Через полчаса-час кухню глухо ударяла утепленная входная дверь – из своей библиотеки приходила Надя. Слышался свежий с морозца голос. Потом голос понижался, что-то тихо спрашивал у тети Кати. Мужчины в комнате торопливо прикладывали пальцы к губам: мужики, молчок! И застывали. Посторонние этой комнате, нездешние.
Надя входила. Здоровалась. Снимая кофту, видела, как Витька медленно начинал сползать со стула, обеими руками пряча за спиной что–то, – и сердце опускалось. Выскакивало обратно, радостно трепетало. Но, не подавая виду, отворачиваясь от заговорщиков, улыбку пряча, Надя как бы тоже вступала в их игру: она ничего еще не знает. Не подозревает даже.
– А кому-то, верно, и сплясать сегодня придется, – говорил дядя Ваня пустому темному окну, озабоченно разглядывая его.
Какое-то время Витька еще тянул – изо всех сил, готов был лопнуть от тайны, – и бросался:
– Мама, письмо! Вот! – И смеялся вместе с вбежавшей тетей Катей и всеми.
Задрожавшими руками Надя расправляла на столе бумажный весь в штемпелях треугольничек, торопливо вчитывалась в родной, такой быстрый и такой медленный почерк. Кроме Витьки все деликатно отводили глаза, напряженно ждали.
Короткие всегда были письма. Необщительные какие-то, неразговорчивые. Словно безнадежно застенчивые, тоскливые… Здравствуйте… как живете?.. как Витька?.. ты как?.. у меня все нормально… как у вас?.. получили ли мое письмо?.. Было видно, что писание этих писем – автору всегда мука. Что десяток заштампованных этих слов вымучивал он целый час. И так оно и было: не умел писать писем Николай Иванович. Курит, голову ломает. Что писать? О чем? Махнет рукой – с облегчением строчит приветы: заключительное, простое. «И это работник газеты! – прочитав всем, говорила Надя. – Корреспондент!» Мужчины смеялись. Однако были удовлетворены: друг жив-здоров, успешно воюет. Их не забыл, приветы передает, и каждому поименно… Смотрели, как взволнованная, неостывающая Надя сворачивает на столе, гладит дорогой треугольничек… Да пусть хоть строчка в нем. Хоть полстрочки! Только б приходил он всегда…
После ужина Надя склонялась к шитью; равномерно-монотонно, как вдохи и выдохи, выходила и уходила иголка с ниткой. Тетя Катя же, подпершись горстью, с наивно-доверчивым интересом человека, впервые попавшего в цирк, не слушала даже, а как-то осязаемо внимала, как два мужика, будто факиры какие, непринужденно, легко, по очереди взнимались и кучерявились беседой. Как так же по очереди – гасли.
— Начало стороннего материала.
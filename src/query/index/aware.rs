//! Which conditions an index field can answer.

use crate::query::expr::{CmpOp, Condition, Expr};
use crate::storage::{IndexDefinition, IndexField, MapKeyMode};

/// What the selector knows about one index field while matching conditions.
#[derive(Clone, Copy, Debug)]
pub struct IndexSearchInfo<'a> {
    /// Property name.
    pub field: &'a str,
    /// The index is ordered, so range operators can be answered.
    pub allows_range: bool,
    /// Collection elements are indexed individually.
    pub multi_value: bool,
    /// Map sub-index mode, if the field is a map.
    pub map_mode: Option<MapKeyMode>,
}

impl<'a> IndexSearchInfo<'a> {
    /// Search info for `field` of `definition`.
    pub fn new(definition: &IndexDefinition, field: &'a IndexField) -> Self {
        Self {
            field: &field.name,
            allows_range: definition.supports_ordered_iteration(),
            multi_value: definition.multi_value,
            map_mode: field.map_mode,
        }
    }

    fn is_field(&self, expr: &Expr) -> bool {
        expr.as_property() == Some(self.field)
    }
}

/// Returns true when `condition` can be turned into a key bound on the field.
pub fn is_index_aware(condition: &Condition, info: &IndexSearchInfo<'_>) -> bool {
    match condition {
        Condition::Compare { left, op, right } => {
            if !info.is_field(left) || !right.is_early_calculated() {
                return false;
            }
            match op {
                CmpOp::Eq => info.map_mode.is_none(),
                CmpOp::ContainsKey => info.map_mode == Some(MapKeyMode::ByKey),
                CmpOp::ContainsValue => info.map_mode == Some(MapKeyMode::ByValue),
                CmpOp::Contains => info.multi_value && info.map_mode.is_none(),
                op if op.is_range() => info.allows_range && info.map_mode.is_none(),
                _ => false,
            }
        }
        Condition::In { left, right } => {
            info.is_field(left) && right.is_early_calculated() && info.map_mode.is_none()
        }
        Condition::Between { expr, low, high } => {
            info.allows_range
                && info.map_mode.is_none()
                && info.is_field(expr)
                && low.is_early_calculated()
                && high.is_early_calculated()
        }
        _ => false,
    }
}

/// Returns true when `condition` is a text search a full-text index on `field` answers.
pub fn is_full_text_aware(condition: &Condition, field: &str) -> bool {
    match condition {
        Condition::ContainsText { left, right } => {
            left.as_property() == Some(field) && right.is_early_calculated()
        }
        _ => false,
    }
}

/// Returns true for conditions bounding only one side of a range.
pub fn is_range_condition(condition: &Condition) -> bool {
    matches!(condition, Condition::Compare { op, .. } if op.is_range())
        || matches!(condition, Condition::Between { .. })
}

/// Returns true when `other` bounds the opposite side of the same field as `first`,
/// so both can be answered by a single range scan.
pub fn is_range_partner(first: &Condition, other: &Condition) -> bool {
    let (
        Condition::Compare {
            left: l1,
            op: op1,
            ..
        },
        Condition::Compare {
            left: l2,
            op: op2,
            right: r2,
        },
    ) = (first, other)
    else {
        return false;
    };
    if l1 != l2 || !r2.is_early_calculated() {
        return false;
    }
    (op1.is_lower_bound() && op2.is_upper_bound()) || (op1.is_upper_bound() && op2.is_lower_bound())
}

#[cfg(test)]
mod tests {
    use super::*;

    #[test]
    fn map_operators_need_matching_sub_index() {
        let plain = IndexDefinition::ordered("idx", "T", &["tags"]);
        let by_key = IndexDefinition::ordered("idx", "T", &["tags"])
            .with_map_mode("tags", MapKeyMode::ByKey);
        let contains_key = Condition::compare(Expr::prop("tags"), CmpOp::ContainsKey, Expr::lit("k"));
        let contains_value =
            Condition::compare(Expr::prop("tags"), CmpOp::ContainsValue, Expr::lit("v"));

        let plain_info = IndexSearchInfo::new(&plain, &plain.fields[0]);
        assert!(!is_index_aware(&contains_key, &plain_info));
        assert!(!is_index_aware(&contains_value, &plain_info));

        let key_info = IndexSearchInfo::new(&by_key, &by_key.fields[0]);
        assert!(is_index_aware(&contains_key, &key_info));
        assert!(!is_index_aware(&contains_value, &key_info));
        assert!(!is_index_aware(&Condition::eq("tags", "k"), &key_info));
    }

    #[test]
    fn ranges_need_ordered_index_and_constant_operand() {
        let ordered = IndexDefinition::ordered("o", "T", &["x"]);
        let hash = IndexDefinition::hash("h", "T", &["x"]);
        let gt = Condition::gt("x", 5);
        assert!(is_index_aware(&gt, &IndexSearchInfo::new(&ordered, &ordered.fields[0])));
        assert!(!is_index_aware(&gt, &IndexSearchInfo::new(&hash, &hash.fields[0])));
        assert!(is_index_aware(
            &Condition::eq("x", 1),
            &IndexSearchInfo::new(&hash, &hash.fields[0])
        ));

        let dependent = Condition::compare(Expr::prop("x"), CmpOp::Eq, Expr::prop("y"));
        assert!(!is_index_aware(&dependent, &IndexSearchInfo::new(&ordered, &ordered.fields[0])));
        assert!(!is_index_aware(&Condition::ne("x", 1), &IndexSearchInfo::new(&ordered, &ordered.fields[0])));
    }

    #[test]
    fn range_partners_bound_opposite_sides() {
        assert!(is_range_partner(&Condition::gt("x", 1), &Condition::le("x", 9)));
        assert!(is_range_partner(&Condition::lt("x", 9), &Condition::ge("x", 1)));
        assert!(!is_range_partner(&Condition::gt("x", 1), &Condition::ge("x", 2)));
        assert!(!is_range_partner(&Condition::gt("x", 1), &Condition::lt("y", 2)));
    }

    #[test]
    fn full_text_matches_field() {
        let cond = Condition::ContainsText {
            left: Expr::prop("body"),
            right: Expr::lit("quick fox"),
        };
        assert!(is_full_text_aware(&cond, "body"));
        assert!(!is_full_text_aware(&cond, "title"));
        assert!(!is_full_text_aware(&Condition::eq("body", "x"), "body"));
    }
}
Торчал любознательной стриженой головой тут же и Витька. Иногда схлебывал с блюдца чай. В разговоры взрослых не лез. Почти не лез. Так только – изредка. Замечаньице там какое-нибудь. Вопросик. «А где это озеро находится!» И чуть погодя: «Да разве может в таком озере… и рыба быть!» И всё. Нет его. В чай ушел. Как в тень. А беседа сама уже пластает в нужном ему направлении.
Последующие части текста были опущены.